You are viewing a plain text version of this content. The canonical link for it is here.
Posted to dev@uima.apache.org by Marshall Schor <ms...@schor.com> on 2012/01/20 20:47:13 UTC
preserving comments when parsing xml uima descriptors support checked
in
Here's a brief description of this.
The XML parser methods already take a parameter, an instance of ParsingOptions.
This was augmented to have one additional boolean - preserveComments (defaults
to false).
If not set, then the parser works as before. No lexical handler is installed,
so it should operate as fast as before. There *is* one extra slot in the Java
object representation corresponding to some of the elements in the XML (not all
elements have their own Java object class); this slot is set to null in this case.
When preserveComments is true, the slot is set to be a reference to the DOM
Element node object corresponding to that object. This results in the "DOM"
that previously was a *temporary* object, being retained while the Java objects
corresponding to it are retained. This will increase the "footprint" for a
parsed UIMA Descriptor, of course.
The *toXML* method was modified to check this slot, and if it is not null, the
DOM around the vicinity of the element is scanned for comment and whitespace
nodes, and the appropriate ones are used. An attempt is made to be
heuristically close to the original - in the presence of some editing (adding /
deleting nodes).

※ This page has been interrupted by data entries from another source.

//! # Timeline Provider Module
//!
//! Turns one fetch of a looper's glucose samples into an hour of glance
//! entries plus the time the host should ask again.
//!
//! ## Cycle
//! 1. Resolve the configured looper in the account store (miss → one
//!    "needs configuration" entry, no fetch)
//! 2. Fetch samples from the data source (the only await point)
//! 3. Sort by date, take the latest sample and the change from the one before
//! 4. Schedule the next refresh from the sensor cadence
//! 5. Repeat the entry once per minute for the next hour
//!
//! ## Why Repeat Instead of Refetch
//! The values never change across the hour; only the date does. That is
//! enough for the host to redraw "n min ago" between real refreshes, while
//! the refresh policy decides when new data is actually requested.
//!
//! ## Cancellation
//! Entries are built only after the fetch resolves. Dropping the future
//! while the fetch is pending produces nothing.

use crate::config::WidgetConfiguration;
use crate::entry::GlanceEntry;
use crate::error::TimelineError;
use crate::looper::{Looper, LooperStore};
use crate::sample::{GlucoseSample, GlucoseTrend};
use crate::source::GlucoseDataSource;
use chrono::{DateTime, Duration, Utc};
use std::sync::Arc;

/// Entries per timeline, one per minute
pub const TIMELINE_ENTRY_COUNT: usize = 60;
pub const ENTRY_SPACING_MINUTES: i64 = 1;

/// Refresh interval when no sensor estimate is available
pub const DEFAULT_REFRESH_MINUTES: i64 = 5;

/// Added to the expected sample time to let the upload land
pub const UPLOAD_GRACE_MINUTES: i64 = 1;

/// When the host should run the next cycle
#[derive(Debug, Clone, Copy, PartialEq, Eq)]
pub enum RefreshPolicy {
    After(DateTime<Utc>),
}

impl RefreshPolicy {
    pub fn refresh_date(&self) -> DateTime<Utc> {
        match self {
            RefreshPolicy::After(date) => *date,
        }
    }
}

#[derive(Debug, Clone, PartialEq)]
pub struct Timeline {
    pub entries: Vec<GlanceEntry>,
    pub policy: RefreshPolicy,
}

impl Timeline {
    /// Entry to show at `now`: the latest one whose date has been reached.
    ///
    /// Past the end of the timeline the last entry keeps showing.
    pub fn entry_at(&self, now: DateTime<Utc>) -> Option<&GlanceEntry> {
        self.entries.iter().rev().find(|entry| entry.date <= now)
    }

    /// Date of the first entry after `now`, if any
    pub fn next_entry_date_after(&self, now: DateTime<Utc>) -> Option<DateTime<Utc>> {
        self.entries
            .iter()
            .map(|entry| entry.date)
            .find(|date| *date > now)
    }
}

/// A looper offered in the widget configuration UI
#[derive(Debug, Clone, PartialEq, Eq)]
pub struct LooperRecommendation {
    pub looper_id: String,
    pub name: String,
}

impl LooperRecommendation {
    pub fn configuration(&self) -> WidgetConfiguration {
        WidgetConfiguration::for_looper(self.looper_id.clone())
    }
}

/// Pick the next refresh: expected sample + grace if that is still ahead,
/// otherwise the default interval.
pub fn next_refresh_date(entry: &GlanceEntry, now: DateTime<Utc>) -> DateTime<Utc> {
    let expected = entry
        .next_expected_glucose_date()
        .filter(|expected| *expected > now)
        .and_then(|expected| expected.checked_add_signed(Duration::minutes(UPLOAD_GRACE_MINUTES)));

    expected.unwrap_or_else(|| later_by(now, DEFAULT_REFRESH_MINUTES))
}

/// `date` plus `minutes`, clamped to the latest representable date
fn later_by(date: DateTime<Utc>, minutes: i64) -> DateTime<Utc> {
    date.checked_add_signed(Duration::minutes(minutes))
        .unwrap_or(DateTime::<Utc>::MAX_UTC)
}

/// Copies of `current`, one per minute starting at `now`. Only the last is final.
pub fn synthesize_entries(current: &GlanceEntry, now: DateTime<Utc>) -> Vec<GlanceEntry> {
    (0..TIMELINE_ENTRY_COUNT)
        .map(|index| {
            let date = later_by(now, ENTRY_SPACING_MINUTES * index as i64);
            current.at_slot(date, index, index == TIMELINE_ENTRY_COUNT - 1)
        })
        .collect()
}

/// Builds glance timelines for a host.
///
/// Holds only shared, read-only collaborators, so one provider can serve
/// overlapping cycles; each cycle fetches on its own.
pub struct TimelineProvider {
    store: Arc<dyn LooperStore>,
    source: Arc<dyn GlucoseDataSource>,
}

impl TimelineProvider {
    pub fn new(store: Arc<dyn LooperStore>, source: Arc<dyn GlucoseDataSource>) -> Self {
        Self { store, source }
    }

    /// Strict lookup of the configured looper. Store failures count as a miss.
    fn resolve_looper(&self, configuration: &WidgetConfiguration) -> Option<Looper> {
        let looper_id = configuration.looper_id.as_deref()?;

        match self.store.lookup(looper_id) {
            Ok(Some(looper)) => Some(looper),
            Ok(None) => {
                log::warn!("Configured looper {} no longer exists", looper_id);
                None
            }
            Err(e) => {
                log::error!("Could not resolve looper {}: {}", looper_id, e);
                None
            }
        }
    }

    /// Current entry, or `None` when the configuration needs redoing
    async fn current_entry(
        &self,
        configuration: &WidgetConfiguration,
        now: DateTime<Utc>,
    ) -> Result<Option<GlanceEntry>, TimelineError> {
        let Some(looper) = self.resolve_looper(configuration) else {
            return Ok(None);
        };

        let samples = self.source.fetch_glucose_samples(&looper).await?;
        log::debug!("Fetched {} samples for {}", samples.len(), looper.name);

        Ok(Some(GlanceEntry::from_samples(
            looper,
            samples,
            now,
            configuration.glucose_display_units,
        )))
    }

    /// Single entry for the current moment
    pub async fn snapshot(&self, configuration: &WidgetConfiguration) -> Result<GlanceEntry, TimelineError> {
        self.snapshot_at(configuration, Utc::now()).await
    }

    pub async fn snapshot_at(
        &self,
        configuration: &WidgetConfiguration,
        now: DateTime<Utc>,
    ) -> Result<GlanceEntry, TimelineError> {
        Ok(self
            .current_entry(configuration, now)
            .await?
            .unwrap_or_else(|| GlanceEntry::unconfigured(now, configuration.glucose_display_units)))
    }

    /// Run one cycle
    pub async fn timeline(&self, configuration: &WidgetConfiguration) -> Result<Timeline, TimelineError> {
        self.timeline_at(configuration, Utc::now()).await
    }

    pub async fn timeline_at(
        &self,
        configuration: &WidgetConfiguration,
        now: DateTime<Utc>,
    ) -> Result<Timeline, TimelineError> {
        let current = match self.current_entry(configuration, now).await? {
            Some(entry) => entry,
            None => {
                let entry = GlanceEntry::unconfigured(now, configuration.glucose_display_units);
                let policy = RefreshPolicy::After(next_refresh_date(&entry, now));
                return Ok(Timeline {
                    entries: vec![entry],
                    policy,
                });
            }
        };

        let policy = RefreshPolicy::After(next_refresh_date(&current, now));
        let entries = synthesize_entries(&current, now);

        log::info!(
            "Built {} entries for {}, refresh after {}",
            entries.len(),
            current.looper.as_ref().map(|l| l.name.as_str()).unwrap_or("?"),
            policy.refresh_date()
        );

        Ok(Timeline { entries, policy })
    }

    /// Preview entry with a fixed sample. Never shown on a live surface.
    pub fn placeholder(&self, configuration: &WidgetConfiguration) -> GlanceEntry {
        self.placeholder_at(configuration, Utc::now())
    }

    pub fn placeholder_at(&self, configuration: &WidgetConfiguration, now: DateTime<Utc>) -> GlanceEntry {
        let sample = GlucoseSample::new(now, 100.0, "1345").with_trend(GlucoseTrend::Up);

        GlanceEntry {
            looper: None,
            current_glucose_sample: Some(sample),
            last_glucose_change: None,
            date: now,
            entry_index: 0,
            is_last_entry: true,
            glucose_display_units: configuration.glucose_display_units,
        }
    }

    /// Loopers to offer in the configuration UI. Empty on store failure.
    pub fn recommendations(&self) -> Vec<LooperRecommendation> {
        match self.store.list_all() {
            Ok(loopers) => loopers
                .into_iter()
                .filter(|looper| !looper.name.is_empty())
                .map(|looper| LooperRecommendation {
                    looper_id: looper.id,
                    name: looper.name,
                })
                .collect(),
            Err(e) => {
                log::error!("Could not list loopers for recommendations: {}", e);
                Vec::new()
            }
        }
    }
}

See the bottom of MetaDataObject_impl class for some details
of this.
The Component Descriptor Editor is modified to preserve comments (only for those
XML pieces which it is editing and might be writing out).
So, the good news is, if you edit a descriptor with the CDE and it has an Apache
license header at the top, it will no longer be deleted... :-)
All the test cases pass, and I did some amount of manual editing / testing; more
testing welcome.
-Marshall